I have struggled with achieving high ABV (above 9%) and is this metjod a common practice to achieve higher ABV?  Is there advantages / disadvantages to this method?  Does the math add up?

Yeast and Fermentation / Re: Phenolic Contamination??? Not sure
« on: September 01, 2012, 12:55:29 AM »
So I started cold crashing this beer today, but I have a few questions.
1.  Will cold crashing reduce / eliminate the nail polish remover smell from the assumed fusels?
2. I don't think dryhopping an Iced Oatmeal Dunkel would be the norm, but if I did, would that reduce the odor?  If so what hops would I use?  I used Tettnang in the boil

Any other insight would be great?

Yeast and Fermentation / Re: Phenolic Contamination??? Not sure
« on: August 31, 2012, 01:10:06 PM »
How many cookies are we talking about? It could be fusels I suppose. Are these store bought cookies? If so, take a look at the ingredients. They put a lot of crap in them that could be making off-flavors too.
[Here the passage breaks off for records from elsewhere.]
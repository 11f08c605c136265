//! Tuning constants for the two-phase parallel quicksort.
//!
//! The engine runs in two flavours: key-only (KO) sorts bare keys, key-value
//! (KV) carries an equally wide value payload alongside every key. KV moves
//! twice the data per element and needs twice the scratch per element in the
//! bitonic tail, so its thresholds are set separately from the KO ones.
//!
//! All constants are independent: tightening one does not require touching
//! the others, though `THRESHOLD_BITONIC_SORT_*` must stay at or below the
//! matching `THRESHOLD_PARTITION_GLOBAL_*`.

/// Arrays at or below this length have their min/max computed by a plain
/// sequential fold; longer arrays use the parallel block reduction.
pub const THRESHOLD_PARALLEL_REDUCTION: usize = 1 << 16;

/// Block width of the min/max reduction.
pub const THREADS_REDUCTION: usize = 128;
/// Elements each reduction thread folds before the block combines results.
pub const ELEMENTS_REDUCTION: usize = 64;

/// Sequences at or below this length leave the global phase and are handed
/// to the local phase, where a single block owns them end-to-end.
pub const THRESHOLD_PARTITION_GLOBAL_KO: usize = 1 << 13;
pub const THRESHOLD_PARTITION_GLOBAL_KV: usize = 1 << 12;

/// Block width of the global partition pass.
pub const THREADS_SORT_GLOBAL_KO: usize = 128;
pub const THREADS_SORT_GLOBAL_KV: usize = 128;
/// Elements each global-partition thread handles per stripe.
pub const ELEMENTS_GLOBAL_KO: usize = 8;
pub const ELEMENTS_GLOBAL_KV: usize = 4;

/// Block width of the local sort pass.
pub const THREADS_SORT_LOCAL_KO: usize = 128;
pub const THREADS_SORT_LOCAL_KV: usize = 128;

/// Sub-ranges at or below this length stop recursing and are finished by the
/// in-block bitonic network.
pub const THRESHOLD_BITONIC_SORT_KO: usize = 1 << 9;
pub const THRESHOLD_BITONIC_SORT_KV: usize = 1 << 8;

/// Sentinels seeding the min/max reduction.
pub const MIN_VAL: u32 = u32::MIN;
pub const MAX_VAL: u32 = u32::MAX;

/// Length threshold below which a sequence migrates to the local phase.
pub const fn partition_threshold(key_only: bool) -> usize {
    if key_only {
        THRESHOLD_PARTITION_GLOBAL_KO
    } else {
        THRESHOLD_PARTITION_GLOBAL_KV
    }
}

/// Elements a block claims per stripe in the global partition pass.
pub const fn stripe_elems(key_only: bool) -> usize {
    if key_only {
        THREADS_SORT_GLOBAL_KO * ELEMENTS_GLOBAL_KO
    } else {
        THREADS_SORT_GLOBAL_KV * ELEMENTS_GLOBAL_KV
    }
}

/// Length threshold below which the local phase switches to the bitonic tail.
pub const fn bitonic_threshold(key_only: bool) -> usize {
    if key_only {
        THRESHOLD_BITONIC_SORT_KO
    } else {
        THRESHOLD_BITONIC_SORT_KV
    }
}

/// Elements folded per block in the min/max reduction.
pub const fn reduction_chunk() -> usize {
    THREADS_REDUCTION * ELEMENTS_REDUCTION
}

/// Per-block scratch size for the local phase: the larger of the scan
/// counters (two per local thread) and the bitonic working set (doubled in
/// key-value mode, where values travel with keys).
pub const fn local_scratch_len(key_only: bool) -> usize {
    let threads = if key_only {
        THREADS_SORT_LOCAL_KO
    } else {
        THREADS_SORT_LOCAL_KV
    };
    let scan = 2 * threads;
    let slots_per_elem = if key_only { 1 } else { 2 };
    let bitonic = slots_per_elem * bitonic_threshold(key_only);
    if scan > bitonic {
        scan
    } else {
        bitonic
    }
}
It was 3/4 of a package and were store bought.  If I recall the weight was 12 oz.  I no longer have the package as they have been used in the process or eaten.
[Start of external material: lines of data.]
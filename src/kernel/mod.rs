//! # Pairwise Kernels
//!
//! Kernel (Gram) matrices between the rows of two matrices. Kernels are a
//! closed enum with their parameters attached, validated once before a fit
//! starts instead of being looked up from free-form arguments at use time.

use crate::error::{FedSpcaError, Result};
use ndarray::{Array2, ArrayView1, ArrayView2, Axis};
use num_traits::Float;
use rayon::prelude::*;

/// Supported kernels. A `gamma` of `None` resolves to `1 / n_features` when
/// the kernel is evaluated.
#[derive(Debug, Clone, Copy, PartialEq, Default)]
pub enum Kernel {
    #[default]
    Linear,
    Rbf {
        gamma: Option<f64>,
    },
    Laplacian {
        gamma: Option<f64>,
    },
    Polynomial {
        degree: u32,
        gamma: Option<f64>,
        coef0: f64,
    },
    Sigmoid {
        gamma: Option<f64>,
        coef0: f64,
    },
    Cosine,
}

impl Kernel {
    /// Looks a kernel up by its conventional name, with default parameters.
    pub fn from_name(name: &str) -> Result<Self> {
        match name.to_ascii_lowercase().as_str() {
            "linear" => Ok(Kernel::Linear),
            "rbf" | "gaussian" => Ok(Kernel::Rbf { gamma: None }),
            "laplacian" => Ok(Kernel::Laplacian { gamma: None }),
            "poly" | "polynomial" => Ok(Kernel::Polynomial {
                degree: 3,
                gamma: None,
                coef0: 1.0,
            }),
            "sigmoid" => Ok(Kernel::Sigmoid {
                gamma: None,
                coef0: 1.0,
            }),
            "cosine" => Ok(Kernel::Cosine),
            _ => Err(FedSpcaError::UnrecognizedKernel(name.to_string())),
        }
    }

    pub fn rbf(gamma: f64) -> Self {
        Kernel::Rbf { gamma: Some(gamma) }
    }

    pub fn name(&self) -> &'static str {
        match self {
            Kernel::Linear => "linear",
            Kernel::Rbf { .. } => "rbf",
            Kernel::Laplacian { .. } => "laplacian",
            Kernel::Polynomial { .. } => "polynomial",
            Kernel::Sigmoid { .. } => "sigmoid",
            Kernel::Cosine => "cosine",
        }
    }

    fn gamma(&self) -> Option<f64> {
        match *self {
            Kernel::Rbf { gamma }
            | Kernel::Laplacian { gamma }
            | Kernel::Polynomial { gamma, .. }
            | Kernel::Sigmoid { gamma, .. } => gamma,
            Kernel::Linear | Kernel::Cosine => None,
        }
    }

    /// Rejects parameters no evaluation could make sense of.
    pub fn validate(&self) -> Result<()> {
        if let Some(gamma) = self.gamma() {
            if !gamma.is_finite() || gamma <= 0.0 {
                return Err(FedSpcaError::InvalidConfiguration(format!(
                    "{} kernel needs a positive finite gamma, got {}",
                    self.name(),
                    gamma
                )));
            }
        }
        match *self {
            Kernel::Polynomial { degree: 0, .. } => Err(FedSpcaError::InvalidConfiguration(
                "polynomial kernel degree must be at least 1".into(),
            )),
            Kernel::Polynomial { coef0, .. } | Kernel::Sigmoid { coef0, .. }
                if !coef0.is_finite() =>
            {
                Err(FedSpcaError::InvalidConfiguration(format!(
                    "{} kernel needs a finite coef0",
                    self.name()
                )))
            }
            _ => Ok(()),
        }
    }

    fn evaluate(&self, a: ArrayView1<f64>, b: ArrayView1<f64>, default_gamma: f64) -> f64 {
        let gamma = self.gamma().unwrap_or(default_gamma);
        match *self {
            Kernel::Linear => a.dot(&b),
            Kernel::Rbf { .. } => (-gamma * squared_euclidean(a, b)).exp(),
            Kernel::Laplacian { .. } => (-gamma * manhattan(a, b)).exp(),
            Kernel::Polynomial { degree, coef0, .. } => {
                (gamma * a.dot(&b) + coef0).powi(degree as i32)
            }
            Kernel::Sigmoid { coef0, .. } => (gamma * a.dot(&b) + coef0).tanh(),
            Kernel::Cosine => {
                let norm = (a.dot(&a) * b.dot(&b)).sqrt();
                if norm > f64::EPSILON {
                    a.dot(&b) / norm
                } else {
                    0.0
                }
            }
        }
    }

    /// `K[i][j] = k(x_i, y_j)` for the rows of `x` and `y`.
    pub fn pairwise(&self, x: ArrayView2<f64>, y: ArrayView2<f64>) -> Result<Array2<f64>> {
        if x.ncols() != y.ncols() {
            return Err(FedSpcaError::shape(
                format!("{} kernel operands", self.name()),
                (y.nrows(), x.ncols()),
                y.dim(),
            ));
        }
        self.validate()?;

        let default_gamma = 1.0 / x.ncols().max(1) as f64;
        let mut gram = Array2::zeros((x.nrows(), y.nrows()));
        gram.axis_iter_mut(Axis(0))
            .into_par_iter()
            .enumerate()
            .for_each(|(i, mut row)| {
                let xi = x.row(i);
                for (j, yj) in y.rows().into_iter().enumerate() {
                    row[j] = self.evaluate(xi, yj, default_gamma);
                }
            });
        Ok(gram)
    }

    /// Kernel of a matrix with itself.
    pub fn gram(&self, x: ArrayView2<f64>) -> Result<Array2<f64>> {
        self.pairwise(x, x)
    }
}

/// Sum of absolute differences.
pub fn manhattan<T: Float>(a: ArrayView1<T>, b: ArrayView1<T>) -> T {
    a.iter()
        .zip(b.iter())
        .fold(T::zero(), |acc, (&x, &y)| acc + (x - y).abs())
}

pub fn squared_euclidean<T: Float>(a: ArrayView1<T>, b: ArrayView1<T>) -> T {
    a.iter().zip(b.iter()).fold(T::zero(), |acc, (&x, &y)| {
        let diff = x - y;
        acc + diff * diff
    })
}

#[cfg(test)]
mod tests {
    use super::*;
    use approx::assert_abs_diff_eq;
    use ndarray::array;

    #[test]
    fn test_linear_kernel_is_inner_product() {
        let x = array![[1.0, 2.0], [3.0, 4.0], [0.0, 1.0]];
        let gram = Kernel::Linear.gram(x.view()).unwrap();
        assert_eq!(gram, x.dot(&x.t()));
    }

    #[test]
    fn test_rbf_kernel() {
        let x = array![[0.0, 0.0], [1.0, 1.0]];
        let gram = Kernel::rbf(0.5).gram(x.view()).unwrap();

        assert_abs_diff_eq!(gram[[0, 0]], 1.0);
        assert_abs_diff_eq!(gram[[0, 1]], (-1.0_f64).exp(), epsilon = 1e-12);
        assert_abs_diff_eq!(gram[[1, 0]], gram[[0, 1]]);

        // default gamma is 1 / n_features
        let gram = Kernel::Rbf { gamma: None }.gram(x.view()).unwrap();
        assert_abs_diff_eq!(gram[[0, 1]], (-1.0_f64).exp(), epsilon = 1e-12);
    }

    #[test]
    fn test_other_kernels() {
        let x = array![[1.0, 0.0]];
        let y = array![[0.0, 2.0], [2.0, 0.0]];

        let lap = Kernel::Laplacian { gamma: Some(1.0) }.pairwise(x.view(), y.view()).unwrap();
        assert_abs_diff_eq!(lap[[0, 0]], (-3.0_f64).exp(), epsilon = 1e-12);

        let poly = Kernel::Polynomial {
            degree: 2,
            gamma: Some(1.0),
            coef0: 1.0,
        }
        .pairwise(x.view(), y.view())
        .unwrap();
        assert_abs_diff_eq!(poly[[0, 1]], 9.0);

        let sig = Kernel::Sigmoid {
            gamma: Some(1.0),
            coef0: 0.0,
        }
        .pairwise(x.view(), y.view())
        .unwrap();
        assert_abs_diff_eq!(sig[[0, 0]], 0.0);
        assert_abs_diff_eq!(sig[[0, 1]], 2.0_f64.tanh(), epsilon = 1e-12);

        let cos = Kernel::Cosine.pairwise(x.view(), y.view()).unwrap();
        assert_abs_diff_eq!(cos[[0, 0]], 0.0);
        assert_abs_diff_eq!(cos[[0, 1]], 1.0, epsilon = 1e-12);
    }

    #[test]
    fn test_from_name() {
        assert_eq!(Kernel::from_name("linear").unwrap(), Kernel::Linear);
        assert_eq!(Kernel::from_name("RBF").unwrap(), Kernel::Rbf { gamma: None });
        assert!(matches!(
            Kernel::from_name("chi2"),
            Err(FedSpcaError::UnrecognizedKernel(name)) if name == "chi2"
        ));
    }

    #[test]
    fn test_validation() {
        assert!(Kernel::rbf(-1.0).validate().is_err());
        assert!(Kernel::rbf(f64::NAN).validate().is_err());
        assert!(Kernel::Polynomial {
            degree: 0,
            gamma: None,
            coef0: 1.0
        }
        .validate()
        .is_err());
        assert!(Kernel::rbf(2.0).validate().is_ok());
        assert!(Kernel::Linear.validate().is_ok());
    }

    #[test]
    fn test_pairwise_shape_mismatch() {
        let x = Array2::<f64>::zeros((2, 3));
        let y = Array2::<f64>::zeros((2, 2));
        assert!(matches!(
            Kernel::Linear.pairwise(x.view(), y.view()),
            Err(FedSpcaError::ShapeMismatch { .. })
        ));
    }

    #[test]
    fn test_distances() {
        let a = array![1.0, -2.0, 3.0];
        let b = array![0.0, 0.0, 1.0];
        assert_abs_diff_eq!(manhattan(a.view(), b.view()), 5.0);
        assert_abs_diff_eq!(squared_euclidean(a.view(), b.view()), 9.0);
    }
}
They have been on the cookies since early Monday August 20 so it has been 12 days.  I had told myself I was going to let it ride for two weeks, but I think I will go ahead and begin the cold crashing for a few days then bottle.

Yeast and Fermentation / Re: Phenolic Contamination??? Not sure
« on: August 29, 2012, 11:58:17 PM »
It was racked onto the cookies after primary fermentation was complete (14 days), but it has been around 73 degrees since it has been on the cookies.

Is this bad?  How do I reduce / eliminate the smell or can I?

Yeast and Fermentation / Phenolic Contamination??? Not sure
« on: August 29, 2012, 11:47:06 PM »
Alright so I brewed a dunkelweizen and I took about a gallon and a half of it and racked it onto some iced oatmeal cookies (it is for my homebrew club competition - everybody has to use these cookies).  My dunkelweizen by itself is fine, but I'm concerned about the iced cookie portion.  It has been on the iced cookies for about 9 days and when I went to check on it today it has a very strong smell, like nail polish remover.  I took a taste sample and the taste was nothing like the smell.  The taste was pleasant with a slight oatmeal cookie taste.

I know they say phenolic contamination will smell like adhesive bandages, and it is expected in certain styles of beers.  I just want some thought on if it is bacterially contaminated.